(Items from a dataset)

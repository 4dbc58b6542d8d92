//! Control classification.
//!
//! A page control is classified once into a [`Control`]; the filler and the
//! orchestrator then dispatch on its [`ControlKind`] instead of probing
//! attributes again. ARIA roles win over tag and `type`.

use std::fmt;

use autofill_dom::{Document, NodeId};
use serde::{Deserialize, Serialize};

#[derive(Debug, Clone, Copy, PartialEq, Eq, Hash, Serialize, Deserialize)]
#[serde(rename_all = "camelCase")]
pub enum ControlKind {
    /// Text-like input or textarea.
    Text,
    /// Native `<select>`.
    Select,
    /// `role=listbox` dropdown.
    CustomSelect,
    /// Native radio input.
    Radio,
    /// `role=radio` element.
    CustomRadio,
    Checkbox,
    CustomCheckbox,
    Date,
    FileUpload,
}

impl ControlKind {
    pub fn category(self) -> FieldCategory {
        match self {
            ControlKind::Text => FieldCategory::Text,
            ControlKind::Select | ControlKind::CustomSelect => FieldCategory::Select,
            ControlKind::Radio | ControlKind::CustomRadio => FieldCategory::Radio,
            ControlKind::Checkbox | ControlKind::CustomCheckbox => FieldCategory::Checkbox,
            ControlKind::Date => FieldCategory::Date,
            ControlKind::FileUpload => FieldCategory::Other,
        }
    }

    pub fn is_custom(self) -> bool {
        matches!(
            self,
            ControlKind::CustomSelect | ControlKind::CustomRadio | ControlKind::CustomCheckbox
        )
    }
}

/// Coarse field category used for statistics.
#[derive(Debug, Clone, Copy, PartialEq, Eq, Hash, Serialize, Deserialize)]
#[serde(rename_all = "lowercase")]
pub enum FieldCategory {
    Date,
    Select,
    Radio,
    Checkbox,
    Text,
    Other,
}

impl FieldCategory {
    /// Whether the filler can handle fields of this category.
    pub fn is_supported(self) -> bool {
        self != FieldCategory::Other
    }
}

impl fmt::Display for FieldCategory {
    fn fmt(&self, f: &mut fmt::Formatter<'_>) -> fmt::Result {
        let name = match self {
            FieldCategory::Date => "date",
            FieldCategory::Select => "select",
            FieldCategory::Radio => "radio",
            FieldCategory::Checkbox => "checkbox",
            FieldCategory::Text => "text",
            FieldCategory::Other => "other",
        };
        f.write_str(name)
    }
}

/// A classified control.
#[derive(Debug, Clone, Copy, PartialEq, Eq)]
pub struct Control {
    pub node: NodeId,
    pub kind: ControlKind,
}

impl Control {
    pub fn new(node: NodeId, kind: ControlKind) -> Self {
        Self { node, kind }
    }

    /// Classify `node`, or `None` when it cannot hold a value.
    ///
    /// A `role=radiogroup` resolves to its first `role=radio` option.
    pub fn classify(doc: &Document, node: NodeId) -> Option<Self> {
        if !doc.is_element(node) {
            return None;
        }
        match doc.attribute(node, "role") {
            Some("listbox") => return Some(Self::new(node, ControlKind::CustomSelect)),
            Some("radio") => return Some(Self::new(node, ControlKind::CustomRadio)),
            Some("radiogroup") => {
                return doc
                    .descendants(node)
                    .into_iter()
                    .find(|n| doc.attribute(*n, "role") == Some("radio"))
                    .map(|radio| Self::new(radio, ControlKind::CustomRadio));
            }
            Some("checkbox") => return Some(Self::new(node, ControlKind::CustomCheckbox)),
            _ => {}
        }

        let kind = match doc.tag_name(node) {
            "select" => ControlKind::Select,
            "textarea" => ControlKind::Text,
            "input" => match input_type(doc, node).as_str() {
                "date" => ControlKind::Date,
                "radio" => ControlKind::Radio,
                "checkbox" => ControlKind::Checkbox,
                "file" => ControlKind::FileUpload,
                "hidden" | "submit" | "button" | "reset" | "image" => return None,
                _ => ControlKind::Text,
            },
            _ => return None,
        };
        Some(Self::new(node, kind))
    }

    pub fn category(&self) -> FieldCategory {
        self.kind.category()
    }
}

/// Lowercased `type` of an input, `text` when absent.
pub fn input_type(doc: &Document, node: NodeId) -> String {
    doc.attribute(node, "type")
        .map(|t| t.trim().to_lowercase())
        .filter(|t| !t.is_empty())
        .unwrap_or_else(|| "text".to_string())
}

/// Short description of a control for the observation log: its role, the
/// input type, or the tag name.
pub fn describe_input(doc: &Document, node: NodeId) -> String {
    if let Some(role) = doc.attribute(node, "role") {
        return role.to_string();
    }
    match doc.tag_name(node) {
        "input" => input_type(doc, node),
        tag => tag.to_string(),
    }
}

/// Classify the control found in a container, falling back on the
/// container's structure when the control itself is not recognised.
pub fn classify_field(doc: &Document, container: NodeId, node: NodeId) -> (FieldCategory, Option<Control>) {
    if let Some(control) = Control::classify(doc, node) {
        return (control.category(), Some(control));
    }

    let fallbacks: [(&str, ControlKind); 5] = [
        ("listbox", ControlKind::CustomSelect),
        ("radio", ControlKind::CustomRadio),
        ("checkbox", ControlKind::CustomCheckbox),
        ("date", ControlKind::Date),
        ("select", ControlKind::Select),
    ];
    let descendants = doc.descendants(container);
    for (marker, kind) in fallbacks {
        let found = descendants.iter().copied().find(|n| match kind {
            ControlKind::Date => doc.tag_name(*n) == "input" && input_type(doc, *n) == "date",
            ControlKind::Select => doc.tag_name(*n) == "select",
            _ => doc.attribute(*n, "role") == Some(marker),
        });
        if let Some(found) = found {
            return (kind.category(), Some(Control::new(found, kind)));
        }
    }
    (FieldCategory::Other, None)
}

#[cfg(test)]
mod tests {
    use super::*;

    fn classify_one(tag: &str, attrs: &[(&str, &str)]) -> Option<ControlKind> {
        let mut doc = Document::new();
        let root = doc.root();
        let node = doc.append_element(root, tag, attrs).unwrap();
        Control::classify(&doc, node).map(|c| c.kind)
    }

    #[test]
    fn test_role_wins_over_tag() {
        assert_eq!(
            classify_one("input", &[("type", "text"), ("role", "listbox")]),
            Some(ControlKind::CustomSelect)
        );
        assert_eq!(classify_one("div", &[("role", "radio")]), Some(ControlKind::CustomRadio));
        assert_eq!(
            classify_one("div", &[("role", "checkbox")]),
            Some(ControlKind::CustomCheckbox)
        );
    }

    #[test]
    fn test_native_controls() {
        assert_eq!(classify_one("select", &[]), Some(ControlKind::Select));
        assert_eq!(classify_one("textarea", &[]), Some(ControlKind::Text));
        assert_eq!(classify_one("input", &[]), Some(ControlKind::Text));
        assert_eq!(classify_one("input", &[("type", "email")]), Some(ControlKind::Text));
        assert_eq!(classify_one("input", &[("type", "DATE")]), Some(ControlKind::Date));
        assert_eq!(classify_one("input", &[("type", "radio")]), Some(ControlKind::Radio));
        assert_eq!(
            classify_one("input", &[("type", "checkbox")]),
            Some(ControlKind::Checkbox)
        );
        assert_eq!(classify_one("input", &[("type", "file")]), Some(ControlKind::FileUpload));
        assert_eq!(classify_one("input", &[("type", "hidden")]), None);
        assert_eq!(classify_one("div", &[]), None);
    }

    #[test]
    fn test_radiogroup_resolves_to_first_radio() {
        let mut doc = Document::new();
        let root = doc.root();
        let group = doc.append_element(root, "div", &[("role", "radiogroup")]).unwrap();
        let first = doc.append_element(group, "div", &[("role", "radio")]).unwrap();
        doc.append_element(group, "div", &[("role", "radio")]).unwrap();

        let control = Control::classify(&doc, group).unwrap();
        assert_eq!(control, Control::new(first, ControlKind::CustomRadio));
    }

    #[test]
    fn test_categories() {
        assert_eq!(ControlKind::CustomSelect.category(), FieldCategory::Select);
        assert_eq!(ControlKind::FileUpload.category(), FieldCategory::Other);
        assert!(!FieldCategory::Other.is_supported());
        assert!(FieldCategory::Date.is_supported());
        assert_eq!(FieldCategory::Checkbox.to_string(), "checkbox");
    }

    #[test]
    fn test_structure_fallback() {
        let mut doc = Document::new();
        let root = doc.root();
        let container = doc.append_element(root, "div", &[]).unwrap();
        let button = doc
            .append_element(container, "input", &[("type", "button")])
            .unwrap();
        let listbox = doc.append_element(container, "div", &[("role", "listbox")]).unwrap();

        let (category, control) = classify_field(&doc, container, button);
        assert_eq!(category, FieldCategory::Select);
        assert_eq!(control, Some(Control::new(listbox, ControlKind::CustomSelect)));
    }

    #[test]
    fn test_unclassifiable_field() {
        let mut doc = Document::new();
        let root = doc.root();
        let container = doc.append_element(root, "div", &[]).unwrap();
        let button = doc
            .append_element(container, "input", &[("type", "submit")])
            .unwrap();
        assert_eq!(classify_field(&doc, container, button), (FieldCategory::Other, None));
    }

    #[test]
    fn test_describe_input() {
        let mut doc = Document::new();
        let root = doc.root();
        let email = doc.append_element(root, "input", &[("type", "email")]).unwrap();
        let area = doc.append_element(root, "textarea", &[]).unwrap();
        let listbox = doc.append_element(root, "div", &[("role", "listbox")]).unwrap();
        assert_eq!(describe_input(&doc, email), "email");
        assert_eq!(describe_input(&doc, area), "textarea");
        assert_eq!(describe_input(&doc, listbox), "listbox");
    }
}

● **What is needed**
When the line containing "attributes again. ARIA" is reached, include it and stop. Until then, output each line of the entries exactly as given, starting from the first.

● **Response area**
repository 4dbc58b6542d8d92
//! Control classification.
//!
//! A page control is classified once into a [`Control`]; the filler and the
//! orchestrator then dispatch on its [`ControlKind`] instead of probing
//! attributes again. ARIA roles win over tag and `type`.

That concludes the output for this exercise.